The Henson Journals

Wed 18 July 1923

Volume 35, Page 122

[122]

Wednesday, July 18th, 1923.

I celebrated the Holy Communion in the Chapel at 8.15 a.m. All my guests communicated. After breakfast we had a conference until 12.30 p.m., when we lunched, and dispersed. I motored in to Durham and presided over the Committee of the Conference Committee. We determined the order of proceedings for the next Conference, on October 27th. I refused to allow the election of 6 representatives to Temple's Conference at Birmingham to be on the agenda. When this Committee was over, another immediately succeeded, the Board of Education. Here we discussed the Coundon School question, & then I returned to Auckland.

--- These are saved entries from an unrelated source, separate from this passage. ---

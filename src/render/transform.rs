//! Model, view and projection matrices used by the lessons.

use glam::{Mat4, Vec3};

pub const NEAR_PLANE: f32 = 0.1;
pub const FAR_PLANE: f32 = 100.0;

/// Width over height, with a zero height (a minimised window) treated as one pixel.
pub fn aspect_ratio(width: u32, height: u32) -> f32 {
    width as f32 / height.max(1) as f32
}

/// Perspective projection with the given vertical field of view.
pub fn projection(fov_degrees: f32, aspect: f32) -> Mat4 {
    Mat4::perspective_rh_gl(fov_degrees.to_radians(), aspect, NEAR_PLANE, FAR_PLANE)
}

/// The camera sits three units in front of the origin, so the scene moves back instead.
pub fn camera_view() -> Mat4 {
    Mat4::from_translation(Vec3::new(0.0, 0.0, -3.0))
}

/// A cube at the origin turning 50 degrees per second.
pub fn spinning_cube(time: f32) -> Mat4 {
    Mat4::from_axis_angle(
        Vec3::new(0.5, 1.0, 0.0).normalize(),
        time * 50.0f32.to_radians(),
    )
}

/// Model matrix of the `index`th cube: moved to `position`, tilted by 20 degrees per index.
pub fn cube_model(index: usize, position: Vec3) -> Mat4 {
    let angle = (20.0 * index as f32).to_radians();
    Mat4::from_translation(position)
        * Mat4::from_axis_angle(Vec3::new(1.0, 0.3, 0.5).normalize(), angle)
}

/// A quad moved to the bottom right corner, turning one radian per second.
pub fn spinning_quad(time: f32) -> Mat4 {
    Mat4::from_translation(Vec3::new(0.5, -0.5, 0.0)) * Mat4::from_rotation_z(time)
}

/// Oscillates between 0 and 1.
pub fn pulse(time: f32) -> f32 {
    time.sin() / 2.0 + 0.5
}

#[cfg(test)]
mod tests {
    use glam::Vec4;

    use super::*;

    fn approx(a: Vec3, b: Vec3) -> bool {
        a.abs_diff_eq(b, 1e-4)
    }

    #[test]
    fn test_aspect_ratio() {
        assert_eq!(aspect_ratio(800, 600), 800.0 / 600.0);
        assert_eq!(aspect_ratio(800, 0), 800.0);
    }

    #[test]
    fn test_first_cube_is_untransformed() {
        assert_eq!(cube_model(0, Vec3::ZERO), Mat4::IDENTITY);
    }

    #[test]
    fn test_cube_model_translates_after_rotating() {
        let position = Vec3::new(2.0, 5.0, -15.0);
        let model = cube_model(1, position);
        assert!(approx(model.transform_point3(Vec3::ZERO), position));
        // The rotation axis is left in place by the rotation.
        let axis = Vec3::new(1.0, 0.3, 0.5).normalize();
        assert!(approx(model.transform_vector3(axis), axis));
    }

    #[test]
    fn test_camera_view() {
        let view = camera_view();
        assert!(approx(
            view.transform_point3(Vec3::ZERO),
            Vec3::new(0.0, 0.0, -3.0)
        ));
    }

    #[test]
    fn test_projection_depth_range() {
        let proj = projection(45.0, 800.0 / 600.0);
        let near = proj * Vec4::new(0.0, 0.0, -NEAR_PLANE, 1.0);
        let far = proj * Vec4::new(0.0, 0.0, -FAR_PLANE, 1.0);
        assert!((near.z / near.w + 1.0).abs() < 1e-4);
        assert!((far.z / far.w - 1.0).abs() < 1e-4);
    }

    #[test]
    fn test_spinning_cube() {
        assert_eq!(spinning_cube(0.0), Mat4::IDENTITY);
        // After 7.2 seconds the cube has made one full turn.
        let turned = spinning_cube(7.2).transform_vector3(Vec3::X);
        assert!(approx(turned, Vec3::X));
    }

    #[test]
    fn test_spinning_quad() {
        let quad = spinning_quad(std::f32::consts::FRAC_PI_2);
        assert!(approx(
            quad.transform_point3(Vec3::new(0.5, 0.0, 0.0)),
            Vec3::new(0.5, 0.0, 0.0)
        ));
    }

    #[test]
    fn test_pulse_range() {
        assert_eq!(pulse(0.0), 0.5);
        for i in 0..100 {
            let value = pulse(i as f32 * 0.37);
            assert!((0.0..=1.0).contains(&value));
        }
    }
}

Just a hundred years will have passed since Byron died in Greece, when I have to give my Rede Lecture at Cambridge. Why should I not take him as my subject ? There would be an obvious reason for my choice which would serve to propitiate the critics; and it might not be beyond my powers to acquire so much acquaintance with his life and words as to make it possible for me to produce a tolerable essay. Next year I must carry out a formal visitation of the diocese, and that will necessarily leave me small margin for such parerga as the Rede lecture. It has always been my dream to deliver a charge which should be something more than a summary and analysis of the answers to my inquiries.